Cover pricing is where one or more bidders in a tender process obtains an artificially high price from a competitor. Such cover bids are priced so as not to win the contract but are submitted as genuine bids, which gives a misleading impression to clients as to the real extent of competition. This distorts the tender process and makes it less likely that other potentially cheaper firms are invited to tender.
In 11 tendering rounds, the lowest bidder faced no genuine competition because all other bids were cover bids, leading to an even greater risk that the client may have unknowingly paid a higher price.
The OFT also found six instances where successful bidders had paid an agreed sum of money to the unsuccessful bidder (known as a ‘compensation payment’). These payments of between £2,500 and £60,000 were facilitated by the raising of false invoices.

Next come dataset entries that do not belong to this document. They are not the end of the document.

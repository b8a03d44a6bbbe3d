use std::str::FromStr;
use std::sync::atomic::AtomicBool;
use std::sync::Arc;
use std::time::Duration;

use alloy::signers::local::PrivateKeySigner;
use tokio_util::sync::CancellationToken;

use polycopy::api::router::create_router;
use polycopy::config::AppConfig;
use polycopy::db::{self, ConfigStore, IntentStore, PgConfigStore, PgIntentStore};
use polycopy::execution::{ExecutionService, ExecutionSettings, MarketData, OrderRouter, ProxyGateway};
use polycopy::ingestion::{
    traders, MempoolWatcher, MonitoredTraders, PipelineSettings, PriceCache, SettlementListener, SignalPipeline,
};
use polycopy::models::TradeSignal;
use polycopy::polymarket::{BotWallet, ClobClient, DryRunRouter, GammaClient, PolymarketMarketData, TradingClient};
use polycopy::proxy::AlloyProxyGateway;
use polycopy::queue::{JobQueue, MemoryQueue, QueueBackend, QueueSettings, RedisQueue};
use polycopy::services::{Notifier, Supervisor, Sweeper, WorkerSettings};
use polycopy::AppState;

#[tokio::main]
async fn main() -> anyhow::Result<()> {
    dotenvy::dotenv().ok();
    init_tracing();

    // rustls needs an explicit provider when more than one is linked
    let _ = rustls::crypto::ring::default_provider().install_default();

    let config = AppConfig::from_env()?;
    let addr = format!("{}:{}", config.host, config.port);
    let metrics_handle = polycopy::metrics::init_metrics();

    tracing::info!("Connecting to database...");
    let pool = db::init_pool(&config.database_url).await?;
    sqlx::migrate!("./migrations").run(&pool).await?;
    tracing::info!("Database connected");

    let configs: Arc<dyn ConfigStore> = Arc::new(PgConfigStore::new(pool.clone()));
    let intents: Arc<dyn IntentStore> = Arc::new(PgIntentStore::new(pool.clone()));

    // --- Queue ---
    let backend: Arc<dyn QueueBackend> = match &config.redis_url {
        Some(url) => {
            tracing::info!(prefix = %config.queue_prefix, "Connecting to Redis queue");
            Arc::new(RedisQueue::connect(url, &config.queue_prefix).await?)
        }
        None => {
            tracing::warn!("REDIS_URL not set, using in-process queue (jobs are lost on restart)");
            Arc::new(MemoryQueue::new())
        }
    };
    let queue = JobQueue::new(
        backend,
        QueueSettings {
            max_size: config.queue_max_size,
            max_attempts: config.queue_max_attempts,
            liveness_timeout: config.liveness_timeout(),
            ..QueueSettings::default()
        },
    );

    // --- Execution ---
    let market: Arc<dyn MarketData> = Arc::new(PolymarketMarketData::new(
        ClobClient::new(config.clob_api_url.clone()),
        GammaClient::new(config.gamma_api_url.clone()),
    ));

    let (router, signer): (Arc<dyn OrderRouter>, PrivateKeySigner) = match &config.private_key {
        Some(key) if config.is_live() => {
            let wallet = Arc::new(BotWallet::connect(key, &config.clob_api_url).await?);
            let signer = wallet.signer().clone();
            (Arc::new(TradingClient::new(wallet)), signer)
        }
        Some(key) => {
            tracing::info!("DRY_RUN enabled, orders will be planned but not placed");
            (Arc::new(DryRunRouter), PrivateKeySigner::from_str(key)?)
        }
        None => {
            tracing::warn!("BOT_PRIVATE_KEY not set, executing in dry-run mode with an ephemeral key");
            (Arc::new(DryRunRouter), PrivateKeySigner::random())
        }
    };
    let proxy: Arc<dyn ProxyGateway> = Arc::new(AlloyProxyGateway::connect(&config.polygon_rpc_url, signer)?);
    tracing::info!(bot = %proxy.bot_address(), live = config.is_live(), "Execution gateway ready");

    let executor = Arc::new(ExecutionService::new(
        market.clone(),
        router,
        proxy,
        ExecutionSettings {
            call_timeout: Duration::from_secs(config.execution_timeout_secs),
            gas_boost_percent: config.gas_boost_percent,
            dry_run: !config.is_live(),
        },
    ));

    let notifier = match (&config.telegram_bot_token, &config.telegram_chat_id) {
        (Some(token), Some(chat)) if config.has_telegram() => {
            tracing::info!("Telegram notifications enabled");
            Some(Arc::new(Notifier::new(token.clone(), chat.clone())))
        }
        _ => None,
    };

    let cancel = CancellationToken::new();
    let pause_flag = Arc::new(AtomicBool::new(false));

    // --- Workers and housekeeping ---
    let pending_ttl = chrono::Duration::seconds(config.pending_ttl_secs);
    let supervisor = Arc::new(Supervisor::new(
        queue.clone(),
        intents.clone(),
        executor,
        notifier.clone(),
        pause_flag.clone(),
        WorkerSettings {
            workers: config.worker_count,
            pending_ttl,
            ..WorkerSettings::default()
        },
    ));
    let workers = supervisor.spawn_workers(cancel.clone());
    tracing::info!(workers = config.worker_count, "Queue workers spawned");

    let sweeper = Sweeper::new(queue.clone(), intents.clone(), notifier);
    tokio::spawn(sweeper.run(Duration::from_secs(config.sweep_interval_secs), cancel.clone()));

    // --- Ingestion: listeners → pipeline → queue ---
    let (signal_tx, signal_rx) = tokio::sync::mpsc::channel::<TradeSignal>(config.signal_channel_capacity);

    let pipeline = Arc::new(SignalPipeline::new(
        configs.clone(),
        intents.clone(),
        queue.clone(),
        Some(Arc::new(PriceCache::new(market))),
        PipelineSettings {
            pending_ttl,
            idempotency_bucket_ms: config.idempotency_bucket_ms,
            ..PipelineSettings::default()
        },
    ));
    tokio::spawn(pipeline.run(signal_rx, cancel.clone()));

    let monitored = MonitoredTraders::new(traders::load_from_store(configs.as_ref()).await?);
    tracing::info!(trader_count = monitored.len(), "Loaded monitored traders");
    tokio::spawn(traders::run_refresh(
        configs,
        monitored.clone(),
        Duration::from_secs(config.config_refresh_secs),
        cancel.clone(),
    ));

    let settlement = SettlementListener::new(config.settlement_rpc_url.clone());
    settlement.start_with(monitored.clone(), signal_tx.clone());

    let mempool = config.mempool_ws_url.as_ref().map(|url| {
        let watcher = MempoolWatcher::new(url.clone(), config.mempool_provider);
        watcher.start_with(monitored.clone(), signal_tx.clone());
        watcher
    });
    if mempool.is_none() {
        tracing::info!("MEMPOOL_WS_URL not set, mempool watcher disabled");
    }
    drop(signal_tx);

    // --- Ops API ---
    let state = AppState {
        db: Some(pool),
        config,
        queue,
        intents,
        metrics_handle,
        pause_flag,
        listener_state: Some(settlement.subscribe_state()),
    };
    let app = create_router(state);

    let listener = tokio::net::TcpListener::bind(&addr).await?;
    tracing::info!("Server listening on {addr}");
    axum::serve(listener, app)
        .with_graceful_shutdown(shutdown_signal(cancel.clone()))
        .await?;

    settlement.stop();
    if let Some(watcher) = &mempool {
        watcher.stop();
    }
    for worker in workers {
        if let Err(e) = worker.await {
            tracing::error!(error = %e, "Queue worker panicked");
        }
    }
    tracing::info!("Shutdown complete");

    Ok(())
}

async fn shutdown_signal(cancel: CancellationToken) {
    if let Err(e) = tokio::signal::ctrl_c().await {
        tracing::error!(error = %e, "Failed to listen for shutdown signal");
    }
    tracing::info!("Shutdown signal received");
    cancel.cancel();
}

fn init_tracing() {
    use tracing_subscriber::{fmt, EnvFilter, layer::SubscriberExt, util::SubscriberInitExt};

    let registry = tracing_subscriber::registry().with(EnvFilter::from_default_env());
    if std::env::var("LOG_FORMAT").is_ok_and(|f| f.eq_ignore_ascii_case("json")) {
        registry.with(fmt::layer().json()).init();
    } else {
        registry.with(fmt::layer()).init();
    }
}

The infringements affected building projects across England worth in excess of £200 million including schools, universities, hospitals, and numerous private projects from the construction of apartment blocks to housing refurbishments.
Eighty-six out of the 103 firms received reductions in their penalties because they admitted their involvement in cover pricing prior to the OFT’s decision.
The OFT also informed nine companies originally listed in its Statement of Objections that it will not pursue allegations of bid-rigging against them as it considers it has insufficient evidence to proceed to an infringement finding.
Related guidance issued by the OFT in conjunction with the Office of Government Commerce (see Information Note link above) cautions procurers against excluding the infringing firms from future tenders, as the practice of cover pricing was widespread in the construction industry and those that have already faced investigation can now be expected to be particularly aware of the competition rules.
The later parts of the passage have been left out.